Les Cerfs-Volants de Kaboul
Le 07/02/2008 à 08:46Par Elodie Leroy
Après une première partie particulièrement bouleversante centrée sur l'histoire d'amitié de deux enfants dans l'Afghanistan des années 70, Les Cerfs-Volants de Kaboul accuse quelques faiblesses dans sa seconde moitié. Si l'on s'en tient au parcours personnel et à la quête de rédemption du personnage principal, le cinéaste Marc Forster frappe juste et imprime son œuvre d'une véritable charge émotionnelle. Heureusement, car la vision de l'Afghanistan des Talibans reste extrêmement superficielle, tandis que les enjeux politiques globaux sont littéralement passés sous silence. Au final, on obtient un film inégal qui ne laissera toutefois pas indifférentes les âmes humanistes.

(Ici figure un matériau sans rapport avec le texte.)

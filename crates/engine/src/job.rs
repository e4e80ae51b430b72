//! Dispatch job construction.
//!
//! A job is built once, right before submission, and never mutated. Building
//! is where the sender placeholder gets substituted; anything personalized
//! per recipient is left for the delivery queue.

use cardmail_common::error::ValidationFailure;
use cardmail_common::types::{DispatchRequest, RecipientSet, StorageRef};

use crate::template;

/// Message content as the operator composed it.
#[derive(Debug, Clone, PartialEq, Eq)]
pub struct MessageDraft {
    pub subject: String,
    pub body: String,
}

impl MessageDraft {
    pub fn new(subject: impl Into<String>, body: impl Into<String>) -> Self {
        Self {
            subject: subject.into(),
            body: body.into(),
        }
    }
}

impl Default for MessageDraft {
    fn default() -> Self {
        Self::new(template::DEFAULT_SUBJECT, template::DEFAULT_BODY)
    }
}

/// References returned by the uploader, each valid for exactly one job.
#[derive(Debug, Clone, Default, PartialEq, Eq)]
pub struct UploadedResources {
    pub attachment: Option<StorageRef>,
    pub signature: Option<StorageRef>,
}

/// One atomic bulk-send request. Never empty.
#[derive(Debug, Clone, PartialEq, Eq)]
pub struct DispatchJob {
    subject: String,
    body: String,
    attachment_ref: Option<StorageRef>,
    signature_ref: Option<StorageRef>,
    recipients: RecipientSet,
}

impl DispatchJob {
    /// Build a job, substituting `sender` into the body.
    pub fn build(
        recipients: RecipientSet,
        draft: &MessageDraft,
        resources: UploadedResources,
        sender: &str,
    ) -> Result<Self, ValidationFailure> {
        if recipients.is_empty() {
            return Err(ValidationFailure::EmptyRecipients);
        }

        Ok(Self {
            subject: draft.subject.clone(),
            body: template::apply_sender(&draft.body, sender),
            attachment_ref: resources.attachment,
            signature_ref: resources.signature,
            recipients,
        })
    }

    pub fn recipients(&self) -> &RecipientSet {
        &self.recipients
    }

    pub fn subject(&self) -> &str {
        &self.subject
    }

    pub fn body(&self) -> &str {
        &self.body
    }

    pub fn attachment_ref(&self) -> Option<&StorageRef> {
        self.attachment_ref.as_ref()
    }

    pub fn signature_ref(&self) -> Option<&StorageRef> {
        self.signature_ref.as_ref()
    }

    /// Consume the job into the wire body of the submit endpoint.
    pub fn into_request(self) -> DispatchRequest {
        DispatchRequest {
            recipients: self.recipients,
            subject: self.subject,
            body: self.body,
            attachment_path: self.attachment_ref,
            signature_path: self.signature_ref,
        }
    }
}
use std::collections::{HashMap, VecDeque};
use std::sync::Arc;

use async_trait::async_trait;
use parking_lot::Mutex;

use cardmail_common::error::ApiError;
use cardmail_common::types::{
    Batch, ContactRecord, DispatchRequest, EventSummary, QueueStatus, Resource, ResourceKind,
    SearchKind, SearchRecord, StorageRef, SubmissionReceipt,
};

use super::CardscanApi;

/// Record of a call made to the mock backend.
#[derive(Debug, Clone, PartialEq, Eq)]
pub enum MockCall {
    ListBatches,
    ListNames,
    ListContacts,
    ContactsByBatch(String),
    EventsByName(String),
    SearchRecords { kind: SearchKind, term: String },
    Upload { kind: ResourceKind, file_name: String },
    Submit(DispatchRequest),
    QueueStatus,
}

#[derive(Default)]
struct MockState {
    batches: Vec<Batch>,
    names: Vec<String>,
    contacts: Vec<ContactRecord>,
    by_batch: HashMap<String, Vec<ContactRecord>>,
    events: HashMap<String, Vec<EventSummary>>,
    search: Vec<SearchRecord>,
    uploads: VecDeque<Result<StorageRef, ApiError>>,
    submissions: VecDeque<Result<SubmissionReceipt, ApiError>>,
    statuses: VecDeque<Result<QueueStatus, ApiError>>,
    calls: Vec<MockCall>,
}

/// In-memory backend for tests.
///
/// Catalog data is fixed; upload, submit, and status responses are scripted
/// and consumed in FIFO order. Unscripted uploads and submissions succeed,
/// unscripted status reads fail with a 503.
#[derive(Clone, Default)]
pub struct MockCardscanApi {
    state: Arc<Mutex<MockState>>,
}

impl MockCardscanApi {
    pub fn new() -> Self {
        Self::default()
    }

    pub fn with_contacts(self, contacts: Vec<ContactRecord>) -> Self {
        self.state.lock().contacts = contacts;
        self
    }

    pub fn with_names(self, names: Vec<String>) -> Self {
        self.state.lock().names = names;
        self
    }

    pub fn with_batches(self, batches: Vec<Batch>) -> Self {
        self.state.lock().batches = batches;
        self
    }

    pub fn with_batch_contacts(self, batch_id: &str, contacts: Vec<ContactRecord>) -> Self {
        self.state
            .lock()
            .by_batch
            .insert(batch_id.to_string(), contacts);
        self
    }

    pub fn with_events(self, name: &str, events: Vec<EventSummary>) -> Self {
        self.state.lock().events.insert(name.to_string(), events);
        self
    }

    pub fn with_search_records(self, records: Vec<SearchRecord>) -> Self {
        self.state.lock().search = records;
        self
    }

    pub fn push_upload(&self, response: Result<StorageRef, ApiError>) {
        self.state.lock().uploads.push_back(response);
    }

    pub fn push_submission(&self, response: Result<SubmissionReceipt, ApiError>) {
        self.state.lock().submissions.push_back(response);
    }

    pub fn push_status(&self, response: Result<QueueStatus, ApiError>) {
        self.state.lock().statuses.push_back(response);
    }

    pub fn calls(&self) -> Vec<MockCall> {
        self.state.lock().calls.clone()
    }

    pub fn call_count(&self) -> usize {
        self.state.lock().calls.len()
    }

    pub fn clear_calls(&self) {
        self.state.lock().calls.clear();
    }

    /// Submissions received so far.
    pub fn submissions(&self) -> Vec<DispatchRequest> {
        self.state
            .lock()
            .calls
            .iter()
            .filter_map(|call| match call {
                MockCall::Submit(request) => Some(request.clone()),
                _ => None,
            })
            .collect()
    }

    fn record(&self, call: MockCall) {
        self.state.lock().calls.push(call);
    }
}

#[async_trait]
impl CardscanApi for MockCardscanApi {
    async fn list_batches(&self) -> Result<Vec<Batch>, ApiError> {
        self.record(MockCall::ListBatches);
        Ok(self.state.lock().batches.clone())
    }

    async fn list_names(&self) -> Result<Vec<String>, ApiError> {
        self.record(MockCall::ListNames);
        Ok(self.state.lock().names.clone())
    }

    async fn list_contacts(&self) -> Result<Vec<ContactRecord>, ApiError> {
        self.record(MockCall::ListContacts);
        Ok(self.state.lock().contacts.clone())
    }

    async fn contacts_by_batch(&self, batch_id: &str) -> Result<Vec<ContactRecord>, ApiError> {
        self.record(MockCall::ContactsByBatch(batch_id.to_string()));
        Ok(self
            .state
            .lock()
            .by_batch
            .get(batch_id)
            .cloned()
            .unwrap_or_default())
    }

    async fn events_by_name(&self, name: &str) -> Result<Vec<EventSummary>, ApiError> {
        self.record(MockCall::EventsByName(name.to_string()));
        Ok(self
            .state
            .lock()
            .events
            .get(name)
            .cloned()
            .unwrap_or_default())
    }

    async fn search_records(
        &self,
        kind: SearchKind,
        term: &str,
    ) -> Result<Vec<SearchRecord>, ApiError> {
        self.record(MockCall::SearchRecords {
            kind,
            term: term.to_string(),
        });
        let needle = term.to_lowercase();
        Ok(self
            .state
            .lock()
            .search
            .iter()
            .filter(|r| r.form_name.to_lowercase().contains(&needle))
            .cloned()
            .collect())
    }

    async fn upload_resource(&self, resource: &Resource) -> Result<StorageRef, ApiError> {
        self.record(MockCall::Upload {
            kind: resource.kind,
            file_name: resource.file_name.clone(),
        });
        let scripted = self.state.lock().uploads.pop_front();
        scripted.unwrap_or_else(|| Ok(StorageRef(format!("./attachments/{}", resource.file_name))))
    }

    async fn submit_dispatch(
        &self,
        request: &DispatchRequest,
    ) -> Result<SubmissionReceipt, ApiError> {
        self.record(MockCall::Submit(request.clone()));
        let scripted = self.state.lock().submissions.pop_front();
        scripted.unwrap_or_else(|| {
            Ok(SubmissionReceipt {
                count: request.recipients.len() as u64,
                batch_id: None,
                message: None,
            })
        })
    }

    async fn queue_status(&self) -> Result<QueueStatus, ApiError> {
        self.record(MockCall::QueueStatus);
        let scripted = self.state.lock().statuses.pop_front();
        scripted.unwrap_or_else(|| Err(ApiError::rejected(503, "no scripted queue status")))
    }
}

#[cfg(test)]
mod tests {
    use super::*;

    #[tokio::test]
    async fn test_scripted_statuses_fifo() {
        let mock = MockCardscanApi::new();
        mock.push_status(Ok(QueueStatus {
            processing: true,
            queued: 2,
            ..Default::default()
        }));
        mock.push_status(Ok(QueueStatus::default()));

        assert!(mock.queue_status().await.unwrap().processing);
        assert!(!mock.queue_status().await.unwrap().processing);
        assert!(mock.queue_status().await.is_err());
        assert_eq!(mock.call_count(), 3);
    }

    #[tokio::test]
    async fn test_unscripted_upload_succeeds() {
        let mock = MockCardscanApi::new();
        let resource = Resource::new(ResourceKind::Attachment, "deck.pdf", vec![1]);
        let reference = mock.upload_resource(&resource).await.unwrap();
        assert_eq!(reference.0, "./attachments/deck.pdf");
        assert_eq!(
            mock.calls(),
            vec![MockCall::Upload {
                kind: ResourceKind::Attachment,
                file_name: "deck.pdf".to_string()
            }]
        );
    }
}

Avec à son actif des longs métrages de genres aussi divers que le drame A L'Ombre de la Haine, le thriller paranoïaque Stay, la comédie légère L'Incroyable Destin d'Harold Crick, et bientôt le prochain James Bond, Quantum of Solace, Marc Forster fait partie des réalisateurs les plus difficiles à cerner du cinéma américain actuel. Avec Les Cerfs-Volants de Kaboul, il explore encore un autre registre, prenant pour toile de fond l'Histoire récente de l'Afghanistan pour relater la rédemption d'un homme en exil. De par la charge émotionnelle de son histoire, le film se révèle poignant voire franchement bouleversant dans sa première moitié. Pourtant, la seconde trahit quelques faiblesses et l'ensemble s'avère ainsi quelque peu inégal, handicapé qu'il est par un traitement trop consensuel du contexte.

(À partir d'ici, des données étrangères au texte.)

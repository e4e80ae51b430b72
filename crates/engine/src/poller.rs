//! Queue poller: state machine that follows a submitted job to completion.
//!
//! ```text
//! IDLE --arm--> ARMED --start--> POLLING --processing=false--> DONE
//!                                  |  ^
//!                                  +--+ processing=true / failed read
//! ```
//!
//! The machine only decides; it never sleeps or performs I/O. The async
//! driver in `cardmail-client` waits for the returned delays and feeds status
//! snapshots back in. `DONE` is terminal for a cycle: only a fresh `arm`
//! (after a new accepted submission) starts another one.
//!
//! Failed status reads are retried with exponential backoff; once more than
//! `max_retries` consecutive reads fail the cycle ends as `Exhausted` so the
//! caller can surface it instead of leaving the job unresolved.

use std::time::Duration;

use cardmail_common::config::AppConfig;
use cardmail_common::types::QueueStatus;
use thiserror::Error;

/// Lifecycle states of a poller.
#[derive(Debug, Clone, Copy, PartialEq, Eq)]
pub enum PollerState {
    Idle,
    Armed,
    Polling,
    Done,
}

impl std::fmt::Display for PollerState {
    fn fmt(&self, f: &mut std::fmt::Formatter<'_>) -> std::fmt::Result {
        match self {
            PollerState::Idle => write!(f, "idle"),
            PollerState::Armed => write!(f, "armed"),
            PollerState::Polling => write!(f, "polling"),
            PollerState::Done => write!(f, "done"),
        }
    }
}

/// Timing of a polling cycle.
#[derive(Debug, Clone, Copy, PartialEq, Eq)]
pub struct PollSchedule {
    /// Wait before the first read, so the queue can register the job
    pub initial_delay: Duration,
    /// Wait between reads while the queue is still processing
    pub interval: Duration,
    /// Consecutive failed reads tolerated before the cycle is abandoned
    pub max_retries: u32,
    /// Delay after the first failed read; doubles for each further one
    pub retry_backoff: Duration,
}

impl Default for PollSchedule {
    fn default() -> Self {
        Self {
            initial_delay: Duration::from_secs(2),
            interval: Duration::from_secs(3),
            max_retries: 3,
            retry_backoff: Duration::from_secs(1),
        }
    }
}

impl PollSchedule {
    pub fn from_config(config: &AppConfig) -> Self {
        Self {
            initial_delay: Duration::from_millis(config.poll_initial_delay_ms),
            interval: Duration::from_millis(config.poll_interval_ms),
            max_retries: config.poll_max_retries,
            retry_backoff: Duration::from_millis(config.poll_retry_backoff_ms),
        }
    }

    /// Delay before retry number `failures` (1-based).
    pub fn backoff(&self, failures: u32) -> Duration {
        let exponent = failures.saturating_sub(1).min(16);
        self.retry_backoff.saturating_mul(1u32 << exponent)
    }
}

/// Intermediate progress, reported once per processing snapshot.
#[derive(Debug, Clone, Copy, PartialEq, Eq)]
pub struct ProgressReport {
    pub sent: u64,
    pub queued: u64,
}

impl std::fmt::Display for ProgressReport {
    fn fmt(&self, f: &mut std::fmt::Formatter<'_>) -> std::fmt::Result {
        write!(f, "sent {}, remaining {}", self.sent, self.queued)
    }
}

/// How a polling cycle ended.
#[derive(Debug, Clone, PartialEq, Eq)]
pub enum PollOutcome {
    Completed { sent: u64, failed: u64 },
    Exhausted { attempts: u32, error: String },
    Cancelled,
}

impl std::fmt::Display for PollOutcome {
    fn fmt(&self, f: &mut std::fmt::Formatter<'_>) -> std::fmt::Result {
        match self {
            PollOutcome::Completed { sent, failed } => {
                write!(f, "completed: sent {}, failed {}", sent, failed)
            }
            PollOutcome::Exhausted { attempts, error } => {
                write!(f, "status unavailable after {} attempts: {}", attempts, error)
            }
            PollOutcome::Cancelled => write!(f, "cancelled"),
        }
    }
}

/// What the driver should do next.
#[derive(Debug, Clone, PartialEq, Eq)]
pub enum PollDecision {
    /// Queue still processing: report, then read again after `after`.
    Continue {
        after: Duration,
        progress: ProgressReport,
    },
    /// The read failed: read again after `after`.
    Retry { after: Duration, attempt: u32 },
    /// Cycle over; schedule nothing further.
    Finished(PollOutcome),
}

#[derive(Debug, Clone, PartialEq, Eq, Error)]
#[error("Cannot {action} a poller that is {state}")]
pub struct TransitionError {
    pub state: PollerState,
    pub action: &'static str,
}

/// Queue polling state machine.
#[derive(Debug)]
pub struct QueuePoller {
    state: PollerState,
    schedule: PollSchedule,
    consecutive_failures: u32,
    outcome: Option<PollOutcome>,
}

impl QueuePoller {
    pub fn new(schedule: PollSchedule) -> Self {
        Self {
            state: PollerState::Idle,
            schedule,
            consecutive_failures: 0,
            outcome: None,
        }
    }

    pub fn state(&self) -> PollerState {
        self.state
    }

    pub fn schedule(&self) -> &PollSchedule {
        &self.schedule
    }

    /// Outcome of the last finished cycle.
    pub fn outcome(&self) -> Option<&PollOutcome> {
        self.outcome.as_ref()
    }

    /// Armed or polling: a job is in flight.
    pub fn is_active(&self) -> bool {
        matches!(self.state, PollerState::Armed | PollerState::Polling)
    }

    /// Start a new cycle after an accepted submission.
    /// Returns the delay before the first read.
    pub fn arm(&mut self) -> Result<Duration, TransitionError> {
        match self.state {
            PollerState::Idle | PollerState::Done => {
                self.state = PollerState::Armed;
                self.consecutive_failures = 0;
                self.outcome = None;
                Ok(self.schedule.initial_delay)
            }
            state => Err(TransitionError {
                state,
                action: "arm",
            }),
        }
    }

    /// The initial delay has elapsed; reads may begin.
    pub fn start(&mut self) -> Result<(), TransitionError> {
        if self.state != PollerState::Armed {
            return Err(TransitionError {
                state: self.state,
                action: "start",
            });
        }
        self.state = PollerState::Polling;
        Ok(())
    }

    /// Feed one status snapshot.
    pub fn observe(&mut self, status: &QueueStatus) -> Result<PollDecision, TransitionError> {
        self.ensure_polling("observe")?;
        self.consecutive_failures = 0;

        if status.processing {
            return Ok(PollDecision::Continue {
                after: self.schedule.interval,
                progress: ProgressReport {
                    sent: status.sent,
                    queued: status.queued,
                },
            });
        }

        Ok(self.finish(PollOutcome::Completed {
            sent: status.sent,
            failed: status.failed,
        }))
    }

    /// Record a failed status read.
    pub fn record_failure(
        &mut self,
        error: &dyn std::fmt::Display,
    ) -> Result<PollDecision, TransitionError> {
        self.ensure_polling("record a failure on")?;
        self.consecutive_failures += 1;

        if self.consecutive_failures > self.schedule.max_retries {
            return Ok(self.finish(PollOutcome::Exhausted {
                attempts: self.consecutive_failures,
                error: error.to_string(),
            }));
        }

        Ok(PollDecision::Retry {
            after: self.schedule.backoff(self.consecutive_failures),
            attempt: self.consecutive_failures,
        })
    }

    /// Abandon an in-flight cycle. Returns `None` when nothing was in flight.
    pub fn cancel(&mut self) -> Option<PollOutcome> {
        if !self.is_active() {
            return None;
        }
        match self.finish(PollOutcome::Cancelled) {
            PollDecision::Finished(outcome) => Some(outcome),
            _ => None,
        }
    }

    fn ensure_polling(&self, action: &'static str) -> Result<(), TransitionError> {
        if self.state == PollerState::Polling {
            Ok(())
        } else {
            Err(TransitionError {
                state: self.state,
                action,
            })
        }
    }

    fn finish(&mut self, outcome: PollOutcome) -> PollDecision {
        self.state = PollerState::Done;
        self.outcome = Some(outcome.clone());
        PollDecision::Finished(outcome)
    }
}

impl Default for QueuePoller {
    fn default() -> Self {
        Self::new(PollSchedule::default())
    }
}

Adapté du roman de Khaled Hosseini, Les Cerf-Volants de Kaboul nous plonge tout d'abord dans l'Afghanistan de la fin des années 1970, à la veille de l'invasion soviétique. Fils d'un homme aisé, Amir grandit dans l'insouciance aux côtés de son meilleur ami Hassan, le fils du domestique. Leur quotidien se partage entre les jeux de cerfs-volants, les séances de lecture par Amir pour Hassan, ou encore les virées au cinéma du quartier pour revoir inlassablement leur film culte, Les Sept Mercenaires. On ne passera pas à côté de la scène enthousiasmante du tournoi de cerfs-volants, que la mise en scène parvient à rendre aussi palpitante qu'une course-poursuite de voitures - qui l'eut cru ? Visiblement très inspiré par son décor, Marc Forster nous dépeint un Afghanistan très vivant, en pleine ébullition intellectuelle, un tableau qui ne confine pas non plus à l'idéalisme puisqu'une certaine tension semble déjà habiter les lieux. Mais l'amitié d'Amir et Hassan prend fin le jour où le premier, par lâcheté et peut-être un peu par jalousie, trahit le second. Toute sa vie, il portera le fardeau de cet acte impardonnable, et ce n'est qu'une vingtaine d'années plus tard qu'il trouvera le moyen de se racheter. Soyons clair, la première partie des Cerfs-Volants de Kaboul, qui s'étend jusqu'à la fuite vers les Etats-Unis d'Amir et de son père (Homayon Ershadi, formidable), tient du chef d'œuvre. Il faudrait être insensible pour ne pas se laisser conquérir par la beauté des images, par la teneur très colorée de l'atmosphère, ou tout simplement par la fraîcheur de Zekiria Ebrahimi et Ahmad Khan Mahmoudzada, les deux comédiens qui incarnent Amir et Hassan enfants. Qu'il s'agisse de l'amitié brisée de ces derniers ou de la relation conflictuelle entre Amir et son père (un thème déjà subtilement présent dans Stay), Marc Forster déploie des merveilles de finesse et d'empathie pour transmettre le sentiment profond de culpabilité de son personnage central.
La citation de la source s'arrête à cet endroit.